Oficer dyżurny gdańskiej komendy policji odebrał zgłoszenie o uruchomieniu sygnału napadowego w jednym z banków w Śródmieściu 29 kwietnia o godz. 11.30. To wystarczyło, aby ruszyła policyjna procedura napadowa. Na miejsce "napadu" zostały skierowane policyjne patrole.
– Kryminalni już po kilku minutach byli na miejscu, jednak dwaj mężczyźni zdążyli opuścić budynek – informuje asp. szt. Mariusz Chrzanowski, oficer prasowy Komendanta Miejskiego Policji w Gdańsku. – Policjanci szybko sprawdzili, czy nikt nie potrzebuje pomocy medycznej i ustalili wizerunki mężczyzn. W trakcie rozmowy z pracownikami banku okazało się, że najprawdopodobniej doszło do żartu. Kilka minut wcześniej mężczyźni weszli do banku, jeden z nich skierował plastikowy pistolet w stronę pracownika i powiedział, że to jest napad. Co prawda po chwili dodał, że to żart, jednak instytucje finansowe mają na tego typu przypadki odpowiednie procedury. Ponieważ nigdy do końca nie wiadomo, jakie żartowniś może mieć intencje, przyczyny jego zachowania trzeba sprawdzić. Poza tym tego typu przypadki zakłócają funkcjonowanie instytucji, a pod pozorem żartu mogłoby dochodzić do prawdziwych przestępstw.
CZYTAJ TAKŻE: Wypadek szybowca w Pruszczu Gdańskim wyjaśni komisja
Policjanci ogólnie znają się na żartach, jednak do tego zgłoszenia podeszli jak najbardziej poważnie, przynajmniej do czasu wyjaśnienia okoliczności. Podczas sprawdzenia pobliskiego terenu kryminalni zauważyli przy ul. Rajskiej dwóch mężczyzn, których nagrał monitoring. Funkcjonariusze zatrzymali 23- i 17-latka, sprawdzili ich dane w policyjnych systemach, a podczas kontroli znaleźli przy młodszym z nich plastikowy pistolet na wodę. Sprawcy trafili na komisariat i zostali przesłuchani. Policjanci przesłuchali też świadków i zabezpieczyli monitoringi, potwierdzili też, że zachowanie mężczyzn było żartem.

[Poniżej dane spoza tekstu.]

use anyhow::{Context, Result};
use serde_json::Value;
use std::collections::{HashMap, VecDeque};
use std::path::PathBuf;

use crate::swing::SwingMeasurement;

/// Where swings come from (a recorded file or the mock feed).
pub trait SwingSource {
    fn connect(&mut self) -> Result<()>;
    fn get_info(&mut self) -> Result<HashMap<String, String>>;
    /// Next swing if one is ready. `Ok(None)` means "nothing yet".
    fn read_swing(&mut self) -> Result<Option<SwingMeasurement>>;
    /// True once the source can never produce another swing.
    fn is_exhausted(&self) -> bool {
        false
    }
}

/// Swings recorded as JSON: one object, an array of objects, or one object
/// per line.
pub struct JsonFileSource {
    path: PathBuf,
    pending: VecDeque<SwingMeasurement>,
    loaded: usize,
    connected: bool,
}

impl JsonFileSource {
    pub fn new(path: impl Into<PathBuf>) -> Self {
        Self {
            path: path.into(),
            pending: VecDeque::new(),
            loaded: 0,
            connected: false,
        }
    }

    pub fn parse(text: &str) -> Result<Vec<SwingMeasurement>> {
        let trimmed = text.trim();
        if trimmed.is_empty() {
            return Ok(Vec::new());
        }

        // Whole-document JSON first, then JSON lines
        if let Ok(value) = serde_json::from_str::<Value>(trimmed) {
            return match value {
                Value::Array(items) => items
                    .into_iter()
                    .enumerate()
                    .map(|(i, item)| {
                        serde_json::from_value(item)
                            .with_context(|| format!("Invalid swing at index {}", i))
                    })
                    .collect(),
                other => Ok(vec![
                    serde_json::from_value(other).context("Invalid swing object")?
                ]),
            };
        }

        trimmed
            .lines()
            .enumerate()
            .filter(|(_, line)| !line.trim().is_empty())
            .map(|(i, line)| {
                serde_json::from_str(line).with_context(|| format!("Invalid swing on line {}", i + 1))
            })
            .collect()
    }
}

impl SwingSource for JsonFileSource {
    fn connect(&mut self) -> Result<()> {
        if self.connected {
            return Ok(());
        }
        let text = std::fs::read_to_string(&self.path)
            .with_context(|| format!("Failed to read {}", self.path.display()))?;
        let swings = Self::parse(&text)
            .with_context(|| format!("Failed to parse {}", self.path.display()))?;
        self.loaded = swings.len();
        self.pending = swings.into();
        self.connected = true;
        log::debug!("[SOURCE] Loaded {} swings from {}", self.loaded, self.path.display());
        Ok(())
    }

    fn get_info(&mut self) -> Result<HashMap<String, String>> {
        let mut info = HashMap::new();
        info.insert("Source".to_string(), "JSON file".to_string());
        info.insert("Path".to_string(), self.path.display().to_string());
        info.insert("Swings".to_string(), self.loaded.to_string());
        Ok(info)
    }

    fn read_swing(&mut self) -> Result<Option<SwingMeasurement>> {
        if !self.connected {
            anyhow::bail!("Source not connected: {}", self.path.display());
        }
        Ok(self.pending.pop_front())
    }

    fn is_exhausted(&self) -> bool {
        self.connected && self.pending.is_empty()
    }
}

– Po wyjaśnieniu okoliczności, kiedy było już pewne, że napad rzeczywiście był żartem, na twarzach policjantów pojawiły się uśmiechy, nie było do śmiechu jednak samym żartownisiom – dodaje rzecznik. – Pomimo tego, że do przestępstwa ostatecznie nie doszło, to dwaj mężczyźni, którzy w niecodzienny sposób postanowili zebrać datki dla jednej z fundacji, odpowiedzą za wykroczenie.
Policjanci przypominają, że żarty o napadzie na bank będąc w banku, czy o bombie w plecaku podczas odprawy na lotnisku, zazwyczaj kończą się konsekwencjami. Za takie wykroczenie grozi kara aresztu, ograniczenia wolności, wysoka grzywna lub nagana.